The real issue, according to Overstreet, is that because clinical trials target a minor subset of the population, uniquely chosen for their homogeneous qualities to demonstrate some results of efficacy and safety, they do not in fact provide information commensurate with the emphasis currently placed on them. “It’s only after spending your billion dollars and ten years testing in limited clinical trials,” says Overstreet, “that you then get to understand if you really have a blockbuster, or a drug that will have label changes that drop anticipated prescriptions in half.”

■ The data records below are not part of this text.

// Copyright 2020 Zachary Stewart
//
// Licensed under the Apache License, Version 2.0 (the "License");
// you may not use this file except in compliance with the License.
// You may obtain a copy of the License at
//
//     http://www.apache.org/licenses/LICENSE-2.0
//
// Unless required by applicable law or agreed to in writing, software
// distributed under the License is distributed on an "AS IS" BASIS,
// WITHOUT WARRANTIES OR CONDITIONS OF ANY KIND, either express or implied.
// See the License for the specific language governing permissions and
// limitations under the License.

//! Shot resolution against a single defending player.
use crate::{
    board::{Coordinate, ShotMark},
    player::Party,
    ships::VesselId,
};

/// What a shot found on the defender's board.
#[derive(Debug, Copy, Clone, Eq, PartialEq)]
pub enum ShotOutcome {
    /// The shot struck a vessel. `sunk` is set when it was the vessel's last cell.
    Hit { vessel: VesselId, sunk: bool },
    /// The shot uncovered a bonus planet; the attacker fires again.
    Bonus,
    /// Nothing was there.
    Miss,
}

impl ShotOutcome {
    /// Returns true if the attacker keeps the turn.
    pub fn grants_bonus(&self) -> bool {
        *self == ShotOutcome::Bonus
    }

    /// Returns true if the shot sank a vessel.
    pub fn sunk(&self) -> bool {
        matches!(self, ShotOutcome::Hit { sunk: true, .. })
    }

    /// Mark recorded on the defender's board for this outcome.
    pub fn mark(&self) -> ShotMark {
        match self {
            ShotOutcome::Hit { .. } => ShotMark::Hit,
            ShotOutcome::Bonus => ShotMark::BonusFound,
            ShotOutcome::Miss => ShotMark::Miss,
        }
    }
}

/// Work out what a shot at `coord` would do to `defender` without changing anything.
///
/// Vessels are checked before bonus planets. Placement never puts both on one cell, so
/// the order only matters for readability.
pub fn resolve(defender: &Party, coord: Coordinate) -> ShotOutcome {
    if let Some((vessel, ship)) = defender
        .vessels()
        .iter()
        .enumerate()
        .find(|(_, ship)| ship.occupies(&coord))
    {
        ShotOutcome::Hit {
            vessel,
            sunk: ship.remaining_len() == 1,
        }
    } else if defender.board().is_bonus(&coord) && !defender.board().is_revealed(&coord) {
        ShotOutcome::Bonus
    } else {
        ShotOutcome::Miss
    }
}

“Let’s expedite the process to get drugs to market,” he says, “and then diligently track post-market surveillance in real-time, because that’s the ultimate clinical trial. The real-world, post-market data from millions of patients matters much more than the value of the results we ascribe to 3,000 people in a clinical trial. I am not saying we should forsake stage three altogether, but there has to be a way to get a drug to market quicker and less expensively.”

The process of change will not be easy. Even if the 21^st Century Cures Act and FDA actions are successful, Overstreet is concerned the healthcare system is not yet properly set up to adequately measure and then act upon the real-world safety data that would emerge once drugs come to market. AdverseEvents is one of the parties discussing with government agencies how best to monitor and use the data to inform decision-making at all levels of health care.

In theory at least, some of the time and money saved in getting to the market would be invested to track real-world costs, safety, and efficacy in real-time.  “I understand some may think this strategy would put patients at risk,” Overstreet says, “but we’re deluding ourselves if we think the current clinical trial process isn’t already doing that.”

A Solution In And Out Of The Clinic?

Overstreet’s position seems to address the various sides of the clinical trial discussion, and binds this front-end activity of the billion-dollar debate to the subsequent measurement of the real economic value, and safety, of new drugs.

First, it addresses those concerned that the expediting of trial-to-commercialization will negatively impact patient safety, including organizations such as the National Center for Health Research. Overstreet wants a new system precisely because the current one over-relies on clinical data that does not translate to post-commercialization patient safety or other realities; more will be done to systematically scrutinize real-world impact once drugs are widely dispensed. Second, it allows treatments to get to patients more quickly, a cry of patients and others that continues to grow. Also, with an accepted, expedited process and better safety monitoring, drug-makers would be less reticent to make exploratory drugs available to patients, particularly for orphan diseases where there is little or no current therapy. Third, the manifest mantra for measurement is implemented within a system of safety and efficacy that attaches real economic value throughout the entire healthcare system. Finally, all this might move us away from current arbitrary sentiments around the billion-dollar mark.